Inlandsbörsen haben nach dem Ersatzfeiertag am Dreikönigstag wieder geöffnet, während die Märkte die Nachrichten über den möglichen Krieg zwischen den USA und dem Iran genau beobachten, ob diese den Aufwärtstrend des KOSPI behindern werden. Am 27. Februar schloss der KOSPI bei 6.244,13 Punkten, ein Rückgang von 1 % im Vergleich zum Vortag. Ausländische Investoren verkauften Aktien im Wert von 7,1037 Billionen Won, was den Index drückte, während Privatanleger netto Käufe im Wert von 6,2824 Billionen Won tätigten, um sich abzusichern.

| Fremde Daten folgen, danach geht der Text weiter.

//! Query-time pipeline: retrieve, prompt, generate, normalize

use std::sync::Arc;

use crate::config::RagConfig;
use crate::embeddings::create_embedder;
use crate::error::Result;
use crate::generation::{normalize, PromptBuilder};
use crate::providers::{create_llm, LlmProvider};
use crate::retrieval::{Retriever, VectorIndex};
use crate::types::NormalizedResponse;

/// Immutable components shared by every claim request
pub struct ClaimEngine {
    retriever: Retriever,
    llm: Arc<dyn LlmProvider>,
}

impl ClaimEngine {
    pub fn new(retriever: Retriever, llm: Arc<dyn LlmProvider>) -> Self {
        Self { retriever, llm }
    }

    /// Load the embedder, the index snapshot and the model client
    ///
    /// Fails if the snapshot is missing or was built with a different
    /// embedding model, so the server never starts without a usable index.
    pub async fn from_config(config: &RagConfig) -> Result<Self> {
        let embedder = create_embedder(&config.embeddings).await?;
        let index = VectorIndex::load(&config.vector_db.storage_path)?;
        let retriever = Retriever::new(Arc::new(index), embedder, config.retrieval.top_k)?;
        let llm = create_llm(&config.llm)?;

        Ok(Self::new(retriever, llm))
    }

    pub fn retriever(&self) -> &Retriever {
        &self.retriever
    }

    pub fn llm(&self) -> &Arc<dyn LlmProvider> {
        &self.llm
    }

    /// Produce a decision (or parse diagnostic) for one claim query
    pub async fn adjudicate(&self, query: &str) -> Result<NormalizedResponse> {
        let context = self.retriever.retrieve(query).await?;
        let prompt =
            PromptBuilder::build_claim_prompt(&PromptBuilder::build_context(&context), query);

        let raw = self.llm.complete(&prompt).await?;
        tracing::debug!("Model output: {}", raw);

        let response = normalize(&raw);
        match &response {
            NormalizedResponse::Diagnostic(_) => {
                tracing::warn!("Model output could not be parsed; returning diagnostic");
            }
            NormalizedResponse::Decision(_) => match response.decision_record() {
                Some(record) => {
                    for violation in record.violations() {
                        tracing::warn!("Decision violates instructions: {}", violation);
                    }
                }
                None => {
                    tracing::warn!("Decision does not match the decision/amount/justification schema");
                }
            },
        }

        Ok(response)
    }
}

#[cfg(test)]
mod tests {
    use super::*;
    use crate::config::DistanceMetric;
    use crate::embeddings::{HashingEmbedder, HASHING_MODEL};
    use crate::error::Error;
    use crate::retrieval::IndexEntry;
    use crate::types::ChunkMetadata;
    use async_trait::async_trait;
    use parking_lot::Mutex;

    /// Returns a canned reply and records the prompt it was given
    struct ScriptedLlm {
        reply: std::result::Result<String, ()>,
        prompts: Mutex<Vec<String>>,
    }

    #[async_trait]
    impl LlmProvider for ScriptedLlm {
        async fn complete(&self, prompt: &str) -> Result<String> {
            self.prompts.lock().push(prompt.to_string());
            self.reply
                .clone()
                .map_err(|_| Error::remote("HTTP 401 Unauthorized - invalid key"))
        }

        fn name(&self) -> &str {
            "scripted"
        }

        fn model(&self) -> &str {
            "scripted"
        }
    }

    fn engine(reply: std::result::Result<&str, ()>) -> (ClaimEngine, Arc<ScriptedLlm>) {
        let embedder = HashingEmbedder::new(128).unwrap();
        let clauses = [
            "Knee surgery is covered after a waiting period of 2 months.",
            "Cosmetic procedures are never covered.",
        ];
        let entries = clauses
            .iter()
            .enumerate()
            .map(|(i, text)| IndexEntry {
                vector: embedder.embed_text(text),
                text: text.to_string(),
                metadata: ChunkMetadata {
                    source: "policy.pdf".to_string(),
                    chunk_index: i as u32,
                    start: 0,
                    end: text.len(),
                },
            })
            .collect();
        let index = VectorIndex::build(HASHING_MODEL, DistanceMetric::Euclidean, entries).unwrap();
        let retriever = Retriever::new(Arc::new(index), Arc::new(embedder), 4).unwrap();

        let llm = Arc::new(ScriptedLlm {
            reply: reply.map(str::to_string),
            prompts: Mutex::new(Vec::new()),
        });
        (ClaimEngine::new(retriever, llm.clone()), llm)
    }

    #[tokio::test]
    async fn test_fenced_decision_is_parsed() {
        let (engine, llm) = engine(Ok(
            "```json\n{\"decision\":\"Approved\",\"amount\":5000,\"justification\":\"Waiting period satisfied\"}\n```",
        ));

        let response = engine.adjudicate("46M, knee surgery, 3-month policy").await.unwrap();
        let record = response.decision_record().unwrap();
        assert_eq!(record.amount, 5000);

        let prompts = llm.prompts.lock();
        assert_eq!(prompts.len(), 1);
        assert!(prompts[0].contains("Knee surgery is covered after a waiting period of 2 months."));
        assert!(prompts[0].contains("46M, knee surgery, 3-month policy"));
    }

    #[tokio::test]
    async fn test_inconsistent_rejection_passes_through() {
        let (engine, _) = engine(Ok(
            r#"{"decision":"Rejected","amount":1200,"justification":"Excluded"}"#,
        ));

        let response = engine.adjudicate("cosmetic surgery").await.unwrap();
        let record = response.decision_record().unwrap();
        assert_eq!(record.amount, 1200);
        assert!(!record.violations().is_empty());
    }

    #[tokio::test]
    async fn test_remote_failure_propagates() {
        let (engine, _) = engine(Err(()));
        assert!(matches!(
            engine.adjudicate("knee surgery").await,
            Err(Error::RemoteService { .. })
        ));
    }

    #[tokio::test]
    async fn test_missing_snapshot_fails_startup() {
        let dir = tempfile::tempdir().unwrap();
        let mut config = RagConfig::default();
        config.embeddings.backend = crate::config::EmbeddingBackend::Hashing;
        config.vector_db.storage_path = dir.path().join("db_faiss");
        config.llm.api_key = Some("sk-test".to_string());

        assert!(matches!(
            ClaimEngine::from_config(&config).await,
            Err(Error::IndexNotFound(_))
        ));
    }
}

An der New Yorker Börse führte die Nachricht vom möglichen umfassenden Krieg zwischen den USA und dem Iran am Wochenende zwar zu einem Rückgang im frühen Handel, doch nach dem Ausbruch des Krieges verringerte sich die Unsicherheit, was zu einem starken Zufluss von Käufern auf niedrigen Kursen führte. Der Nasdaq-Index eröffnete mit einem Rückgang von 1,6 %, doch da die Unsicherheit für die Anleger beseitigt schien, verringerte sich die Abwärtsbewegung im Laufe des Tages. In diesem Zusammenhang deuten einige Analysten darauf hin, dass die iranischen Streitkräfte durch die harte Haltung von Präsident Trump geschwächt werden könnten.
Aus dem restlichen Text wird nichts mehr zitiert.